At the turn of the twentieth century, the Black press provided a blueprint to help Black Americans transition from slavery and find opportunities to advance and define African American citizenship. Among the vanguard of the Black press was Jefferson Lewis Edmonds, founder and editor of The Liberator newspaper. His Los Angeles-based newspaper championed for women's rights, land and business ownership, education, and civic engagement, while condemning lynchings and other violent acts against African Americans. It encouraged readers to move westward and build new communities, and it printed stories about weddings and graduations as a testament to the lives and moments not chronicled in the White-owned press.

Edmonds took this fierce perspective in his career as a journalist, for he himself was born into slavery and dedicated his life to creating pathways of liberation for those who came after him. Across the pages of his newspaper, Edmonds painted a different perspective on Black life in America and championed for his community--from highlighting the important work of his contemporaries, including Booker T. Washington and W.E.B. Du Bois, to helping local readers find love in the personal ads section. The Liberator, along with a chorus of Black newspapers at the turn of the century, educated an entire generation on how to guard their rights and take claim of their new American citizenship.

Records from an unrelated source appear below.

//! Card bindings for Python.

use pyo3::prelude::*;

use crate::cards::{Card, StatKey};

/// Python wrapper for Card (read-only).
#[pyclass(name = "Card", frozen)]
#[derive(Clone, Debug)]
pub struct PyCard(pub Card);

#[pymethods]
impl PyCard {
    #[getter]
    fn id(&self) -> &str {
        self.0.id.as_str()
    }

    #[getter]
    fn name(&self) -> &str {
        &self.0.name
    }

    #[getter]
    fn faction(&self) -> String {
        format!("{:?}", self.0.faction)
    }

    #[getter]
    fn rarity(&self) -> String {
        format!("{:?}", self.0.rarity)
    }

    #[getter]
    fn hero_type(&self) -> &str {
        &self.0.hero_type
    }

    /// Stat value by name. Raises ValueError for unknown names.
    fn stat(&self, name: &str) -> PyResult<u32> {
        let key: StatKey = name.parse().map_err(super::value_error)?;
        Ok(self.0.stat(key))
    }

    /// All nine stats as (name, value) pairs in canonical order.
    fn stats(&self) -> Vec<(&'static str, u32)> {
        self.0.stats.iter().map(|(k, v)| (k.name(), v)).collect()
    }

    fn __repr__(&self) -> String {
        format!("Card(id={}, name={:?})", self.0.id, self.0.name)
    }
}
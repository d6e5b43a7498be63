//! The built-in card roster.
//!
//! Fifty-four canonical cards across both factions. Stats are not stored; they
//! are synthesized from rarity, hero type and faction when the catalog is built.

use super::definition::{Ascension, Card, Faction, Rarity};
use super::definition::Rarity::{Common, Epic, Legendary, Mythic, Rare, Uncommon};
use super::generate::{synthesize_stats, StatSeed};

const H: Faction = Faction::Highlanders;
const K: Faction = Faction::Keepers;

/// (id, name, faction, class, rarity, hero type, attack type)
type RosterRow = (&'static str, &'static str, Faction, &'static str, Rarity, &'static str, &'static str);

const ROSTER: &[RosterRow] = &[
    ("00000001", "Highlands Stable Boy", H, "Warrior", Common, "Tank", "Physical"),
    ("00000002", "Highlands Stable Master", H, "Warrior", Uncommon, "Tank", "Physical"),
    ("00000003", "Highlands Horseman", H, "Warrior", Rare, "DPS", "Physical"),
    ("00000004", "Highlands Master Horseman", H, "Warrior", Epic, "Hybrid", "Physical"),
    ("00000005", "Highlands Student", H, "Mage", Common, "DPS", "Magical"),
    ("00000006", "Highlands Academic", H, "Mage", Uncommon, "DPS", "Magical"),
    ("00000007", "Highlands Professor", H, "Mage", Rare, "Specialist", "Magical"),
    ("00000008", "Highlands Scholar", H, "Healer", Common, "Support", "Divine"),
    ("00000009", "Highlands Medic", H, "Healer", Uncommon, "Support", "Divine"),
    ("0000000A", "Highlands Surgeon", H, "Healer", Rare, "Support", "Divine"),
    ("0000000B", "Highlands Priest", H, "Healer", Epic, "Support", "Divine"),
    ("0000000C", "Highlands Pope", H, "Healer", Legendary, "Support", "Divine"),
    ("0000000D", "Highlands Slinger", H, "Sharpshooter", Common, "DPS", "Physical"),
    ("0000000E", "Highlands Archer", H, "Sharpshooter", Uncommon, "DPS", "Physical"),
    ("0000000F", "Highlands Hitman", H, "Sharpshooter", Rare, "DPS", "Physical"),
    ("00000010", "Highlands Spy", H, "Sharpshooter", Epic, "Specialist", "Mental"),
    ("00000021", "Highlands Commander", H, "Champion", Legendary, "Hybrid", "Physical"),
    ("00000022", "Highlands Mentalist", H, "Champion", Legendary, "Specialist", "Mental"),
    ("00000023", "Highlands Forrester", H, "Champion", Legendary, "Hybrid", "Elemental"),
    ("00000024", "Heathcliff - King of the Highlands", H, "Guardian", Mythic, "Hybrid", "Physical"),
    ("00000025", "Doogen Howzit - Chief Doctor of the Highlands", H, "Guardian", Mythic, "Support", "Divine"),
    ("00000026", "Elijah Forester - The High Priest of the Highlands", H, "Guardian", Mythic, "Support", "Divine"),
    ("00000027", "Supreme Knight of the Highlands - Sir Caerlon Saddler", H, "Guardian", Mythic, "Tank", "Physical"),
    ("00000028", "Brick “Ironshoe” Davidson - The Grand Equestrian of the Highlands", H, "Guardian", Mythic, "DPS", "Physical"),
    ("00000029", "Edward McCallister - Dean of the Highlands", H, "Guardian", Mythic, "Specialist", "Mental"),
    ("0000002A", "Marshall Westborough - Scout of the Highlands", H, "Guardian", Mythic, "DPS", "Physical"),
    ("0000002B", "Unknown of the Highlands", H, "Guardian", Mythic, "Hybrid", "Elemental"),
    ("00000011", "Skeleton Remains of the Crypt", K, "Warrior", Common, "Tank", "Physical"),
    ("00000012", "Bone Marrow of the Crypt", K, "Warrior", Uncommon, "Tank", "Physical"),
    ("00000013", "Bone Soldier of the Crypt", K, "Warrior", Rare, "DPS", "Physical"),
    ("00000014", "Bone General of the Crypt", K, "Warrior", Epic, "Hybrid", "Physical"),
    ("00000015", "Skeleton Occultist of the Crypt", K, "Mage", Common, "DPS", "Magical"),
    ("00000016", "Bone Lich of the Crypt", K, "Mage", Uncommon, "Specialist", "Magical"),
    ("00000017", "Cabalist of the Crypt", K, "Mage", Rare, "Specialist", "Mental"),
    ("00000018", "Necromancer of the Crypt", K, "Mage", Epic, "Specialist", "Magical"),
    ("00000019", "Apparition of the Crypt", K, "Support", Common, "Support", "Mental"),
    ("0000001A", "Poltergeist of the Crypt", K, "Support", Uncommon, "Support", "Mental"),
    ("0000001B", "Banshee of the Crypt", K, "Support", Rare, "Support", "Mental"),
    ("0000001C", "Tainted of the Crypt", K, "Sharpshooter", Common, "DPS", "Poison"),
    ("0000001D", "Vampire of the Crypt", K, "Sharpshooter", Uncommon, "DPS", "Physical"),
    ("0000001E", "Vampire Lord of the Crypt", K, "Sharpshooter", Rare, "DPS", "Physical"),
    ("0000001F", "Werewolf of the Crypt", K, "Sharpshooter", Uncommon, "DPS", "Physical"),
    ("00000020", "Lycanthrope of the Crypt", K, "Sharpshooter", Rare, "DPS", "Physical"),
    ("0000002C", "Skeleton Prince of the Crypt", K, "Champion", Legendary, "Hybrid", "Physical"),
    ("0000002D", "Skull Magician of the Crypt (redone correctly)", K, "Champion", Legendary, "Specialist", "Magical"),
    ("0000002E", "Bone Archer of the Crypt", K, "Champion", Legendary, "DPS", "Physical"),
    ("0000002F", "Charles Jameson - Skeleton King of the Crypt", K, "Guardian", Mythic, "Hybrid", "Physical"),
    ("00000030", "Furusiyya – The Bone General of the Crypt", K, "Guardian", Mythic, "Tank", "Physical"),
    ("00000031", "Mekubbal – The Skeletal Cabalist of the Crypt", K, "Guardian", Mythic, "Specialist", "Mental"),
    ("00000032", "Soriben – The Skeletal Necromancer of the Crypt", K, "Guardian", Mythic, "Specialist", "Magical"),
    ("00000033", "Bram – Vampire Lord of the Crypt", K, "Guardian", Mythic, "DPS", "Physical"),
    ("00000034", "Jay Cub – The Frenzied Lycanthrope of the Crypt", K, "Guardian", Mythic, "DPS", "Physical"),
    ("00000035", "Caroline McNancy – The Hallowed Banshee of the Crypt", K, "Guardian", Mythic, "Support", "Mental"),
    ("00000036", "Simon Peter - The Exalted Reborn of the Crypt", K, "Guardian", Mythic, "Hybrid", "Divine"),
];

/// Number of cards in the built-in roster.
pub const ROSTER_SIZE: usize = 54;

/// Rank named by a roster class; every other class is a plain hero.
pub(crate) fn ascension_for(class: &str) -> Ascension {
    Ascension::from_name(class).unwrap_or_default()
}

/// Build every roster card with synthesized stats, in roster order.
#[must_use]
pub fn roster_cards() -> Vec<Card> {
    ROSTER
        .iter()
        .enumerate()
        .map(|(index, &(id, name, faction, class, rarity, hero_type, attack_type))| {
            let stats = synthesize_stats(
                StatSeed {
                    id,
                    name,
                    faction,
                    rarity,
                    hero_type,
                },
                index,
            );
            let mut card = Card::new(id, name, faction, rarity)
                .with_tags(class, hero_type, attack_type)
                .with_stats(stats);
            card.ascension = ascension_for(class);
            card.image = Some(format!("/images/{}.png", card.id));
            card
        })
        .collect()
}

#[cfg(test)]
mod tests {
    use super::*;
    use crate::cards::generate::budget;

    #[test]
    fn test_roster_size() {
        assert_eq!(ROSTER.len(), ROSTER_SIZE);
        assert_eq!(roster_cards().len(), ROSTER_SIZE);
    }

    #[test]
    fn test_roster_ids_unique() {
        let mut ids: Vec<_> = roster_cards().into_iter().map(|c| c.id).collect();
        ids.sort();
        ids.dedup();
        assert_eq!(ids.len(), ROSTER_SIZE);
    }

    #[test]
    fn test_factions_split() {
        let cards = roster_cards();
        let highlanders = cards.iter().filter(|c| c.faction == Faction::Highlanders).count();
        assert_eq!(highlanders, 27);
        assert_eq!(cards.len() - highlanders, 27);
    }

    #[test]
    fn test_known_roster_stats() {
        let cards = roster_cards();
        let stats = |id: &str| {
            cards
                .iter()
                .find(|c| c.id.as_str() == id)
                .map(|c| c.stats.to_array())
        };
        assert_eq!(stats("00000001"), Some([45, 16, 14, 40, 29, 16, 43, 24, 43]));
        assert_eq!(stats("0000000C"), Some([33, 57, 46, 36, 22, 59, 34, 19, 24]));
        assert_eq!(stats("0000001B"), Some([31, 54, 43, 29, 17, 54, 28, 18, 26]));
        assert_eq!(stats("00000028"), Some([31, 18, 18, 38, 71, 18, 27, 59, 65]));
    }

    #[test]
    fn test_stats_match_budget() {
        for card in roster_cards() {
            assert_eq!(card.stats.total(), budget(card.rarity), "{}", card.name);
        }
    }

    #[test]
    fn test_ascension_and_image() {
        let cards = roster_cards();
        let pope = cards.iter().find(|c| c.name == "Highlands Pope").unwrap();
        assert_eq!(pope.rarity, Rarity::Legendary);
        assert_eq!(pope.ascension, Ascension::Hero);
        assert_eq!(pope.image.as_deref(), Some("/images/0000000C.png"));

        let commander = cards.iter().find(|c| c.name == "Highlands Commander").unwrap();
        assert_eq!(commander.ascension, Ascension::Champion);
        let king = cards.iter().find(|c| c.id.as_str() == "00000024").unwrap();
        assert_eq!(king.ascension, Ascension::Guardian);
    }
}
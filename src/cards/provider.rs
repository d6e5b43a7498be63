//! Catalog providers.
//!
//! The match engine consumes a `CardCatalog`; where it comes from is the
//! provider's business. Providers report failures as `CatalogError` and never
//! retry. `CachedProvider` holds a fetched catalog until it is invalidated.
//!
//! `RosterOverlayProvider` patches backing-store rows onto the built-in
//! roster, and `FallbackProvider` swaps in another provider (by default the
//! roster) when a fetch fails or comes back empty.

use std::path::{Path, PathBuf};

use rustc_hash::FxHashMap;
use serde::Deserialize;
use tracing::{debug, warn};

use super::catalog::CardCatalog;
use super::definition::{Ascension, Card, CardId, Faction, Rarity};
use super::generate::{synthesize_stats, StatSeed};
use super::roster::{ascension_for, roster_cards};
use super::stats::{StatKey, StatLine};
use crate::core::CatalogError;

/// Source of card catalogs.
pub trait CatalogProvider {
    /// Produce a fresh catalog.
    fn fetch(&self) -> Result<CardCatalog, CatalogError>;
}

/// The built-in roster.
#[derive(Clone, Copy, Debug, Default)]
pub struct RosterProvider;

impl CatalogProvider for RosterProvider {
    fn fetch(&self) -> Result<CardCatalog, CatalogError> {
        Ok(CardCatalog::roster())
    }
}

/// Known umbrella hero types.
pub const UMBRELLAS: [&str; 7] = [
    "Vanguard",
    "Swiftborn",
    "Caster",
    "Support",
    "Healer",
    "Hybrid",
    "Specialist",
];

/// Hero types the built-in roster weights its stats by.
pub const ROSTER_HERO_TYPES: [&str; 5] = ["Tank", "DPS", "Support", "Hybrid", "Specialist"];

/// Whether `hero_type` is an umbrella or a roster hero type.
#[must_use]
pub fn is_known_hero_type(hero_type: &str) -> bool {
    UMBRELLAS.contains(&hero_type) || ROSTER_HERO_TYPES.contains(&hero_type)
}

/// Keyword families checked in order; first hit wins.
const UMBRELLA_KEYWORDS: &[(&str, &[&str])] = &[
    (
        "Vanguard",
        &[
            "tank", "guardian", "juggernaut", "brute", "warrior", "fighter", "barbarian", "paladin",
            "crusader", "holy knight", "holyknight", "monk", "martial",
        ],
    ),
    (
        "Swiftborn",
        &["archer", "ranger", "hunter", "assassin", "rogue", "thief", "skirmisher", "scout", "speedster"],
    ),
    ("Healer", &["healer", "cleric", "priest", "sage", "medic", "mender", "restorer"]),
    (
        "Support",
        &[
            "bard", "tactician", "engineer", "trap", "trickster", "controller", "warden", "keeper",
            "alchemist", "herbalist",
        ],
    ),
    (
        "Caster",
        &[
            "mage", "wizard", "sorcerer", "elementalist", "necromancer", "conjurer", "shaman", "druid",
            "enchanter", "illusionist", "morpher", "summoner",
        ],
    ),
    (
        "Hybrid",
        &[
            "battle-mage", "battle mage", "battlemage", "spellblade", "death knight", "deathknight",
            "dark paladin", "mystic knight", "rune knight", "magical ranger",
        ],
    ),
];

/// Best-effort umbrella for a class name. Falls back to `Specialist`.
#[must_use]
pub fn umbrella_for_class(class: &str) -> &'static str {
    let lower = class.to_lowercase();
    UMBRELLA_KEYWORDS
        .iter()
        .find(|(_, words)| words.iter().any(|w| lower.contains(*w)))
        .map_or("Specialist", |&(umbrella, _)| umbrella)
}

/// One row of the flat content file.
#[derive(Clone, Debug, Deserialize)]
#[serde(rename_all = "camelCase")]
struct RawCard {
    id: String,
    name: String,
    faction: Faction,
    class: String,
    rarity: Rarity,
    #[serde(default)]
    hero_type: Option<String>,
    #[serde(default)]
    ascension_rank: Option<String>,
    #[serde(default)]
    attack_type: String,
    #[serde(default)]
    image: Option<String>,
    #[serde(default)]
    hp: Option<f64>,
    #[serde(default)]
    prana: Option<f64>,
    #[serde(default)]
    focus: Option<f64>,
    #[serde(default)]
    stamina: Option<f64>,
    #[serde(default)]
    strength: Option<f64>,
    #[serde(default)]
    intelligence: Option<f64>,
    #[serde(default)]
    defense: Option<f64>,
    #[serde(default)]
    speed: Option<f64>,
    #[serde(default)]
    power: Option<f64>,
}
use anyhow::Result;
use bsacompose::{run, Args};
use clap::Parser;

fn main() -> Result<()> {
    let args = Args::parse();

    env_logger::Builder::from_env(env_logger::Env::default().default_filter_or(&args.log_level))
        .init();

    run(args.command)?;

    Ok(())
}
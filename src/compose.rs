use log::info;
use crate::config::ComposeConfig;
use crate::domain::{ArchiveReport, ComposeReport};
use crate::error::{Error, Result};
use crate::fs::copy_clean_tree;
use crate::overlay::copy_over_tree;

/// Rebuilds `target_dir` from `base_dir`, then overlays each archive's
/// optimized subtree on top of it, in order.
///
/// All patterns are compiled and the base directory is checked before the
/// target is removed. A failure part way through leaves the target partially
/// composed.
pub fn compose(config: &ComposeConfig) -> Result<ComposeReport> {
    let clone_options = config.clone_options()?;
    let overlay_options = config.overlay_options()?;
    if !config.base_dir.is_dir() {
        return Err(Error::not_found(&config.base_dir));
    }

    info!(
        "Composing {} + {} -> {}",
        config.base_dir.display(),
        config.overlay_dir.display(),
        config.target_dir.display()
    );
    let clone = copy_clean_tree(&config.base_dir, &config.target_dir, &clone_options)?;

    let mut archives = Vec::with_capacity(config.archives.len());
    for archive in &config.archives {
        info!("Overlaying archive {archive}");
        let stats = copy_over_tree(
            &config.overlay_dir.join(archive),
            &config.target_dir.join(archive),
            &overlay_options,
        )?;
        archives.push(ArchiveReport {
            archive: archive.clone(),
            stats,
        });
    }

    let report = ComposeReport { clone, archives };
    info!(
        "Composed {} archives ({} optimized files applied)",
        report.archives.len(),
        report.total_copied()
    );
    Ok(report)
}
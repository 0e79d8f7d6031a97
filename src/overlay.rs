//! Selective overlay of one directory tree onto another.
//!
//! Files are copied from `src` to the same relative location under `dst`
//! when their directory is in scope, no ancestor directory is pruned, and
//! their name matches no ignore pattern. Everything else already in `dst`
//! is left alone.

use std::fs;
use std::path::Path;
use log::{debug, info, warn};
use walkdir::{DirEntry, WalkDir};
use crate::domain::{OverlayOptions, OverlayStats};
use crate::error::{Error, IoContext, Result};
use crate::fs::copy_file;

impl OverlayOptions {
    /// A directory is in scope when any accept entry is a literal substring
    /// of its full path. The check is not component-aware.
    pub fn in_scope(&self, dir: &Path) -> bool {
        let dir = dir.to_string_lossy();
        self.accept_dirs.iter().any(|accept| dir.contains(accept.as_str()))
    }

    /// `relative` is the directory's path below the overlay root. An entry
    /// prunes it when the entry equals its trailing components, so both
    /// `magesguild` and `clutter/magesguild` prune `meshes/clutter/magesguild`.
    pub fn is_pruned(&self, relative: &Path) -> bool {
        self.ignore_dirs
            .iter()
            .any(|ignore| !ignore.is_empty() && relative.ends_with(ignore))
    }

    pub fn is_ignored_file(&self, name: &str) -> bool {
        self.ignore_files.iter().any(|pattern| pattern.is_match(name))
    }
}

/// Copies the in-scope files of `src` over `dst`, replacing existing files.
///
/// Fails with [`Error::NotFound`] if `src` is missing. An I/O failure stops
/// the pass where it happened; files already written stay in place.
pub fn copy_over_tree(src: &Path, dst: &Path, options: &OverlayOptions) -> Result<OverlayStats> {
    if !src.is_dir() {
        return Err(Error::not_found(src));
    }
    if options.accept_dirs.is_empty() {
        warn!("No accepted directories given; nothing under {} will be copied", src.display());
    }

    let mut stats = OverlayStats::default();
    let mut pruned = 0;
    let walker = WalkDir::new(src)
        .sort_by_file_name()
        .into_iter()
        .filter_entry(|entry| {
            if entry.depth() == 0 || !is_dir_like(entry) {
                return true;
            }
            let keep = !options.is_pruned(relative_to(src, entry));
            if !keep {
                debug!("Pruning {}", entry.path().display());
                pruned += 1;
            }
            keep
        });

    for entry in walker {
        let entry = entry?;
        let target = dst.join(relative_to(src, &entry));

        if entry.file_type().is_dir() {
            if options.in_scope(entry.path()) {
                fs::create_dir_all(&target).at(&target)?;
            }
            continue;
        }
        if is_dir_like(&entry) {
            // Links to directories are neither descended into nor copied.
            debug!("Skipping directory link {}", entry.path().display());
            continue;
        }

        let in_scope = entry.path().parent().is_some_and(|dir| options.in_scope(dir));
        if !in_scope {
            stats.out_of_scope += 1;
            continue;
        }

        let name = entry.file_name().to_string_lossy();
        if options.is_ignored_file(&name) {
            debug!("Ignoring {}", entry.path().display());
            stats.ignored_files += 1;
            continue;
        }

        if target.exists() {
            fs::remove_file(&target).at(&target)?;
            stats.replaced += 1;
        }
        copy_file(entry.path(), &target)?;
        stats.copied += 1;
    }
    stats.pruned_dirs = pruned;

    info!(
        "Overlaid {} -> {} ({} copied, {} replaced, {} ignored, {} out of scope, {} dirs pruned)",
        src.display(),
        dst.display(),
        stats.copied,
        stats.replaced,
        stats.ignored_files,
        stats.out_of_scope,
        stats.pruned_dirs
    );
    Ok(stats)
}

/// True for directories and for symlinks whose target is a directory.
fn is_dir_like(entry: &DirEntry) -> bool {
    entry.file_type().is_dir() || (entry.path_is_symlink() && entry.path().is_dir())
}

fn relative_to<'a>(root: &Path, entry: &'a DirEntry) -> &'a Path {
    entry.path().strip_prefix(root).unwrap_or(entry.path())
}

Written by Jefferson Lewis Edmonds' great-great granddaughter, We Now Belong to Ourselves: J. L. Edmonds, the Black Press, and Black Citizenship in America (Oxford University Press, 2025) chronicles how Edmonds and other pioneering Black publishers documented the shifting tides in the advancement of Black liberation. Arianne Edmonds argues that the Black press was central in transforming Black Americans' communication patterns, constructing national resistance networks, and defining Black citizenship after Reconstruction--a vision, mission, and spirit that persists today through Black online social movements. Weaving together poetry, personal narrative, newspaper clips, and documents from the Edmonds family archive, We Now Belong to Ourselves illustrates how Edmonds used his platform to center Black joy, Black triumph, and radical Black acceptance.

Arianne Edmonds is a 5th generation Angeleno, archivist, civic leader, and founder of the J.L. Edmonds Project, an initiative dedicated to preserving the history and culture of the Black American West. She is currently a Senior Civic Media Fellow at the USC Annenberg School for Communication and Journalism funded by the MacArthur Foundation and a Commissioner for the Los Angeles Public Library.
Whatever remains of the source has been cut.